Many of the surviving former students recall being beaten for speaking their native languages and losing touch with their parents and native customs.
They have stressed the importance of hearing the prime minister say he’s sorry in parliament.
The apology will coincide with a commission examining abuse in native residential schools that will begin its work on June 1.
In 2005, the federal government earmarked US$1.7 billion in payments for Aboriginal victims of sexual and psychological abuse during the forced Christian schooling.
sad legacy
“With the Settlement Agreement and the Indian Residential Schools Truth and Reconciliation Commission, I am hopeful that the apology will help turn the page from the sad legacy of Indian Residential Schools,” Strahl said.

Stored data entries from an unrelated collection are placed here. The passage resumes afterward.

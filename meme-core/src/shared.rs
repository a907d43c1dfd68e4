//! Thread-safe handle to one editor.
//!
//! Multi-threaded hosts (an autosave task next to an input loop) share an
//! [`Editor`] through [`SharedEditor`]; every access goes through
//! [`SharedEditor::with`], so store mutations are serialized.

use std::sync::{Arc, Mutex, PoisonError};

use crate::editor::Editor;
use crate::error::CoreResult;
use crate::event::EditorEvent;

/// Cloneable, mutex-serialized editor handle.
#[derive(Debug, Clone)]
pub struct SharedEditor {
    inner: Arc<Mutex<Editor>>,
}

impl SharedEditor {
    /// Wrap an editor.
    #[must_use]
    pub fn new(editor: Editor) -> Self {
        Self {
            inner: Arc::new(Mutex::new(editor)),
        }
    }

    /// Run `f` with exclusive access to the editor. A poisoned lock is
    /// recovered.
    pub fn with<R>(&self, f: impl FnOnce(&mut Editor) -> R) -> R {
        let mut editor = self.inner.lock().unwrap_or_else(PoisonError::into_inner);
        f(&mut editor)
    }

    /// Apply one event.
    pub fn handle_event(&self, event: EditorEvent) {
        self.with(|editor| editor.handle_event(event));
    }

    /// Save if dirty. Returns whether a save happened.
    ///
    /// # Errors
    ///
    /// Returns an error if the slot rejects the write.
    pub fn save_if_dirty(&self) -> CoreResult<bool> {
        self.with(Editor::save_if_dirty)
    }
}

#[cfg(test)]
mod tests {
    use super::*;
    use crate::editor::EditorConfig;
    use crate::persistence::Persistence;

    #[test]
    fn test_clones_share_one_editor() {
        let shared = SharedEditor::new(Editor::new(
            EditorConfig::default(),
            Persistence::in_memory(),
        ));
        let other = shared.clone();
        other.handle_event(EditorEvent::AddSticker {
            glyph: "🔥".into(),
        });
        assert_eq!(shared.with(|editor| editor.store().len()), 1);
    }

    #[test]
    fn test_concurrent_access_is_serialized() {
        let shared = SharedEditor::new(Editor::new(
            EditorConfig::default(),
            Persistence::in_memory(),
        ));
        let handles: Vec<_> = (0..8)
            .map(|i| {
                let shared = shared.clone();
                std::thread::spawn(move || {
                    shared.handle_event(EditorEvent::AddText {
                        content: Some(format!("caption {i}")),
                    });
                })
            })
            .collect();
        for handle in handles {
            handle.join().expect("thread");
        }
        assert_eq!(shared.with(|editor| editor.store().len()), 8);
        assert!(!shared.save_if_dirty().expect("save"));
    }
}
//! Selection tracking and the contextual text toolbar.

use std::collections::HashSet;

use serde::Serialize;

use crate::element::{
    clamp_font_size, ElementId, ElementPatch, TextAlign, TextStyle, FONT_SIZE_STEP,
};
use crate::store::ElementStore;

/// What the text toolbar currently shows.
#[derive(Debug, Clone, Default, PartialEq, Eq, Serialize)]
pub struct ToolbarState {
    /// Whether the toolbar is open.
    pub visible: bool,
    /// Font size of the selected text.
    pub font_size: Option<u32>,
    /// Fill color of the selected text.
    pub color: Option<String>,
    /// Alignment of the selected text.
    pub text_align: Option<TextAlign>,
    /// Font family of the selected text.
    pub font_family: Option<String>,
}

impl ToolbarState {
    fn showing(style: &TextStyle) -> Self {
        Self {
            visible: true,
            font_size: Some(style.font_size),
            color: Some(style.color.clone()),
            text_align: Some(style.text_align),
            font_family: Some(style.font_family.clone()),
        }
    }
}

/// Tracks the single selected element and routes style edits to it.
#[derive(Debug, Clone, Default)]
pub struct Selection {
    selected: Option<ElementId>,
    focused: Option<ElementId>,
    handles: HashSet<ElementId>,
    toolbar: ToolbarState,
}

impl Selection {
    /// Create an empty selection.
    #[must_use]
    pub fn new() -> Self {
        Self::default()
    }

    /// Select an element, replacing any previous selection.
    ///
    /// Text elements get resize/rotate handles attached the first time they
    /// are selected, open the toolbar, and take input focus. Selecting a
    /// missing id is a no-op.
    pub fn select(&mut self, store: &ElementStore, id: ElementId) -> bool {
        let Some(element) = store.find(id) else {
            tracing::debug!("Ignoring selection of missing element {id}");
            return false;
        };
        self.deselect();
        self.selected = Some(id);

        if let Some(style) = element.text_style() {
            if self.handles.insert(id) {
                tracing::debug!("Attached transform handles to {id}");
            }
            self.toolbar = ToolbarState::showing(style);
            self.focused = Some(id);
        }
        true
    }

    /// Clear the selection and hide the toolbar.
    pub fn deselect(&mut self) {
        self.selected = None;
        self.focused = None;
        self.toolbar = ToolbarState::default();
    }

    /// The selected element.
    #[must_use]
    pub fn selected(&self) -> Option<ElementId> {
        self.selected
    }

    /// Whether `id` is selected.
    #[must_use]
    pub fn is_selected(&self, id: ElementId) -> bool {
        self.selected == Some(id)
    }

    /// The element holding input focus.
    #[must_use]
    pub fn focused(&self) -> Option<ElementId> {
        self.focused
    }

    /// Whether handles have been attached to `id`.
    #[must_use]
    pub fn has_handles(&self, id: ElementId) -> bool {
        self.handles.contains(&id)
    }

    /// The selected element, if it shows handles.
    #[must_use]
    pub fn handles_for(&self) -> Option<ElementId> {
        self.selected.filter(|id| self.handles.contains(id))
    }

    /// The toolbar state.
    #[must_use]
    pub fn toolbar(&self) -> &ToolbarState {
        &self.toolbar
    }

    /// Re-sync with the store after outside changes (delete, undo).
    pub fn refresh(&mut self, store: &ElementStore) {
        self.handles.retain(|id| store.contains(*id));
        match self.selected.and_then(|id| store.find(id)) {
            Some(element) => {
                if let Some(style) = element.text_style() {
                    self.toolbar = ToolbarState::showing(style);
                }
            }
            None if self.selected.is_some() => self.deselect(),
            None => {}
        }
    }

    /// Toolbar "A+": grow the selected text by one step, up to the maximum.
    pub fn increase_font_size(&mut self, store: &mut ElementStore) -> bool {
        self.edit_selected_text(store, |style| ElementPatch {
            font_size: Some(clamp_font_size(style.font_size.saturating_add(FONT_SIZE_STEP))),
            ..ElementPatch::default()
        })
    }

    /// Toolbar "A-": shrink the selected text by one step, down to the minimum.
    pub fn decrease_font_size(&mut self, store: &mut ElementStore) -> bool {
        self.edit_selected_text(store, |style| ElementPatch {
            font_size: Some(clamp_font_size(style.font_size.saturating_sub(FONT_SIZE_STEP))),
            ..ElementPatch::default()
        })
    }

    /// Set the selected text's fill color.
    pub fn set_text_color(&mut self, store: &mut ElementStore, color: &str) -> bool {
        self.edit_selected_text(store, |_| ElementPatch {
            color: Some(color.to_string()),
            ..ElementPatch::default()
        })
    }

    /// Set the selected text's alignment.
    pub fn set_text_align(&mut self, store: &mut ElementStore, align: TextAlign) -> bool {
        self.edit_selected_text(store, |_| ElementPatch {
            text_align: Some(align),
            ..ElementPatch::default()
        })
    }

    /// Set the selected text's font family.
    pub fn set_font_family(&mut self, store: &mut ElementStore, family: &str) -> bool {
        self.edit_selected_text(store, |_| ElementPatch {
            font_family: Some(family.to_string()),
            ..ElementPatch::default()
        })
    }

    fn edit_selected_text<F>(&mut self, store: &mut ElementStore, patch: F) -> bool
    where
        F: FnOnce(&TextStyle) -> ElementPatch,
    {
        let Some(id) = self.selected else {
            return false;
        };
        let Some(style) = store.find(id).and_then(|e| e.text_style()) else {
            return false;
        };
        let patch = patch(style);
        let changed = store.mutate(id, &patch);
        self.refresh(store);
        changed
    }
}

/// Whether there is anything worth exporting: at least one text element
/// with non-whitespace content.
#[must_use]
pub fn has_shareable_content(store: &ElementStore) -> bool {
    store
        .iter()
        .filter_map(|e| e.text_content())
        .any(|content| !content.trim().is_empty())
}
//! Pointer-driven drag / resize / rotate gestures.
//!
//! ```text
//!            down on body            move: position = origin + delta
//!   Idle ───────────────────▶ Dragging ───────────────┐
//!    ▲  ─── down on resize ─▶ Resizing  scale = max(0.5, s0 + |delta| / 100)
//!    │  ─── down on rotate ─▶ Rotating  rotation = atan2(p - centre)
//!    └────────── up / leave / cancel ◀────────────────┘
//! ```
//!
//! The gesture is a single tagged value, so at most one can be active.
//! While a gesture is active, further pointer-downs are ignored and moves
//! from other pointers are dropped (pointer capture).

use serde::{Deserialize, Serialize};

use crate::element::{ElementId, Point, MIN_SCALE};
use crate::event::PointerEvent;
use crate::geometry;
use crate::store::ElementStore;

/// Drag distance that adds 1.0 to the scale.
pub const RESIZE_DISTANCE_PER_UNIT_SCALE: f32 = 100.0;

/// The transform fields a gesture may change.
#[derive(Debug, Clone, Copy, PartialEq, Serialize, Deserialize)]
pub struct TransformSnapshot {
    /// Top-left anchor.
    pub position: Point,
    /// Uniform scale.
    pub scale: f32,
    /// Rotation in degrees.
    pub rotation: f32,
}

/// Everything captured at pointer-down.
#[derive(Debug, Clone, Copy, PartialEq)]
pub struct GestureOrigin {
    /// Element being manipulated.
    pub target: ElementId,
    /// Pointer that owns the gesture.
    pub pointer_id: u32,
    /// Pointer position at pointer-down.
    pub pointer: Point,
    /// Element transform at pointer-down.
    pub original: TransformSnapshot,
}

/// The active gesture, if any.
#[derive(Debug, Clone, Copy, Default, PartialEq)]
pub enum Gesture {
    /// No gesture in progress.
    #[default]
    Idle,
    /// Moving an element.
    Dragging(GestureOrigin),
    /// Scaling an element by its resize handle.
    Resizing(GestureOrigin),
    /// Rotating an element by its rotate handle.
    Rotating(GestureOrigin),
}

impl Gesture {
    /// The captured origin of an active gesture.
    #[must_use]
    pub const fn origin(&self) -> Option<&GestureOrigin> {
        match self {
            Self::Idle => None,
            Self::Dragging(origin) | Self::Resizing(origin) | Self::Rotating(origin) => {
                Some(origin)
            }
        }
    }

    /// The kind of an active gesture.
    #[must_use]
    pub const fn kind(&self) -> Option<GestureKind> {
        match self {
            Self::Idle => None,
            Self::Dragging(_) => Some(GestureKind::Drag),
            Self::Resizing(_) => Some(GestureKind::Resize),
            Self::Rotating(_) => Some(GestureKind::Rotate),
        }
    }
}

/// Kinds of transform gesture.
#[derive(Debug, Clone, Copy, PartialEq, Eq, Serialize, Deserialize)]
#[serde(rename_all = "lowercase")]
pub enum GestureKind {
    /// Move.
    Drag,
    /// Scale.
    Resize,
    /// Rotate.
    Rotate,
}

/// What a pointer-down landed on.
#[derive(Debug, Clone, Copy, PartialEq, Eq)]
pub enum HitTarget {
    /// The selected element's resize handle.
    ResizeHandle(ElementId),
    /// The selected element's rotate handle.
    RotateHandle(ElementId),
    /// An element's body.
    Body(ElementId),
    /// Nothing.
    EmptyCanvas,
}

/// Result of a pointer-down.
#[derive(Debug, Clone, Copy, PartialEq)]
pub enum PointerDown {
    /// A gesture started on an element.
    Started {
        /// Gesture kind.
        kind: GestureKind,
        /// Element being manipulated.
        target: ElementId,
    },
    /// The pointer landed on empty canvas; no gesture started.
    EmptyCanvas(Point),
    /// A gesture is already active; the event was ignored.
    Ignored,
}

/// Result of a completed gesture.
#[derive(Debug, Clone, Copy, PartialEq)]
pub struct GestureEnd {
    /// Gesture kind.
    pub kind: GestureKind,
    /// Element that was manipulated.
    pub target: ElementId,
    /// Transform before the gesture.
    pub original: TransformSnapshot,
    /// Whether the element's transform differs from `original`.
    pub changed: bool,
}

/// Find what lies under a board point.
///
/// Handles of `handles_for` (the selected element, once its handles are
/// attached) take priority over any element body; bodies are searched
/// topmost first.
#[must_use]
pub fn hit_test(
    store: &ElementStore,
    handles_for: Option<ElementId>,
    x: f32,
    y: f32,
) -> HitTarget {
    if let Some(element) = handles_for.and_then(|id| store.find(id)) {
        let measurer = store.measurer();
        if geometry::hits_handle(geometry::resize_handle_center(element, measurer), x, y) {
            return HitTarget::ResizeHandle(element.id);
        }
        if geometry::hits_handle(geometry::rotate_handle_center(element, measurer), x, y) {
            return HitTarget::RotateHandle(element.id);
        }
    }
    store
        .element_at(x, y)
        .map_or(HitTarget::EmptyCanvas, HitTarget::Body)
}

/// Interprets pointer streams as transform gestures.
#[derive(Debug, Clone, Default)]
pub struct InteractionController {
    gesture: Gesture,
}

impl InteractionController {
    /// Create an idle controller.
    #[must_use]
    pub fn new() -> Self {
        Self::default()
    }

    /// The current gesture.
    #[must_use]
    pub fn gesture(&self) -> &Gesture {
        &self.gesture
    }

    /// Whether no gesture is active.
    #[must_use]
    pub fn is_idle(&self) -> bool {
        matches!(self.gesture, Gesture::Idle)
    }

    /// Handle a pointer-down.
    pub fn pointer_down(
        &mut self,
        store: &ElementStore,
        handles_for: Option<ElementId>,
        event: &PointerEvent,
    ) -> PointerDown {
        if !self.is_idle() {
            tracing::debug!("Pointer down ignored: gesture already active");
            return PointerDown::Ignored;
        }

        let (kind, target) = match hit_test(store, handles_for, event.x, event.y) {
            HitTarget::ResizeHandle(id) => (GestureKind::Resize, id),
            HitTarget::RotateHandle(id) => (GestureKind::Rotate, id),
            HitTarget::Body(id) => (GestureKind::Drag, id),
            HitTarget::EmptyCanvas => {
                return PointerDown::EmptyCanvas(Point::new(event.x, event.y));
            }
        };
        let Some(element) = store.find(target) else {
            return PointerDown::EmptyCanvas(Point::new(event.x, event.y));
        };

        let origin = GestureOrigin {
            target,
            pointer_id: event.pointer_id,
            pointer: Point::new(event.x, event.y),
            original: TransformSnapshot {
                position: element.position,
                scale: element.scale(),
                rotation: element.rotation,
            },
        };
        self.gesture = match kind {
            GestureKind::Drag => Gesture::Dragging(origin),
            GestureKind::Resize => Gesture::Resizing(origin),
            GestureKind::Rotate => Gesture::Rotating(origin),
        };
        tracing::debug!("Started {kind:?} on {target}");
        PointerDown::Started { kind, target }
    }

    /// Handle a pointer move. Returns whether the target changed.
    pub fn pointer_move(&mut self, store: &mut ElementStore, event: &PointerEvent) -> bool {
        let gesture = self.gesture;
        let Some(origin) = gesture.origin() else {
            return false;
        };
        if origin.pointer_id != event.pointer_id {
            return false;
        }

        let delta_x = event.x - origin.pointer.x;
        let delta_y = event.y - origin.pointer.y;

        let changed = match gesture {
            Gesture::Idle => false,
            Gesture::Dragging(origin) => store.update(origin.target, |element| {
                element.position = Point::new(
                    origin.original.position.x + delta_x,
                    origin.original.position.y + delta_y,
                );
            }),
            Gesture::Resizing(origin) => {
                let scale = resized_scale(origin.original.scale, delta_x, delta_y);
                store.update(origin.target, |element| element.set_scale(scale))
            }
            Gesture::Rotating(origin) => {
                let Some(element) = store.find(origin.target) else {
                    return self.abandon(origin.target);
                };
                let center = geometry::bounding_box(element, store.measurer()).center();
                let rotation = pointer_angle(center, event.x, event.y);
                store.update(origin.target, |element| element.rotation = rotation)
            }
        };

        if !store.contains(origin.target) {
            return self.abandon(origin.target);
        }
        changed
    }

    /// Handle up, leave or cancel: commit and return to idle.
    ///
    /// Returns `None` if no gesture was active or the event belongs to a
    /// different pointer.
    pub fn pointer_up(&mut self, store: &ElementStore, event: &PointerEvent) -> Option<GestureEnd> {
        let origin = *self.gesture.origin()?;
        if origin.pointer_id != event.pointer_id {
            return None;
        }
        let kind = self.gesture.kind()?;
        self.gesture = Gesture::Idle;

        let changed = store.find(origin.target).is_some_and(|element| {
            element.position != origin.original.position
                || (element.scale() - origin.original.scale).abs() > f32::EPSILON
                || (element.rotation - origin.original.rotation).abs() > f32::EPSILON
        });
        tracing::debug!("Finished {kind:?} on {} (changed: {changed})", origin.target);
        Some(GestureEnd {
            kind,
            target: origin.target,
            original: origin.original,
            changed,
        })
    }

    /// Drop any active gesture without committing.
    pub fn reset(&mut self) {
        self.gesture = Gesture::Idle;
    }

    fn abandon(&mut self, target: ElementId) -> bool {
        tracing::debug!("Gesture target {target} vanished; returning to idle");
        self.gesture = Gesture::Idle;
        false
    }
}

/// Scale after a resize drag of `(delta_x, delta_y)`.
///
/// Scale grows with the distance dragged, whatever the direction.
#[must_use]
pub fn resized_scale(original: f32, delta_x: f32, delta_y: f32) -> f32 {
    let distance = delta_x.hypot(delta_y);
    (original + distance / RESIZE_DISTANCE_PER_UNIT_SCALE).max(MIN_SCALE)
}

/// Angle in degrees from `center` to the pointer.
#[must_use]
pub fn pointer_angle(center: Point, x: f32, y: f32) -> f32 {
    (y - center.y).atan2(x - center.x).to_degrees()
}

Phil Fontaine, national chief of the Assembly of First Nations, did not respond to calls seeking comment. He helped broker the compensation deal and hoped to help draft the apology. Fontaine raised the prospect in recent weeks that First Nations might reject the apology if it was used as a political ploy to mute a national day of protest by indigenous people on May 29.
Australian Prime Minister Kevin Rudd made a formal apology in the Australian parliament in February to the Stolen Generations — thousands of Aborigines who were forcibly taken from their families as children under assimilation policies that lasted from 1910 to 1970.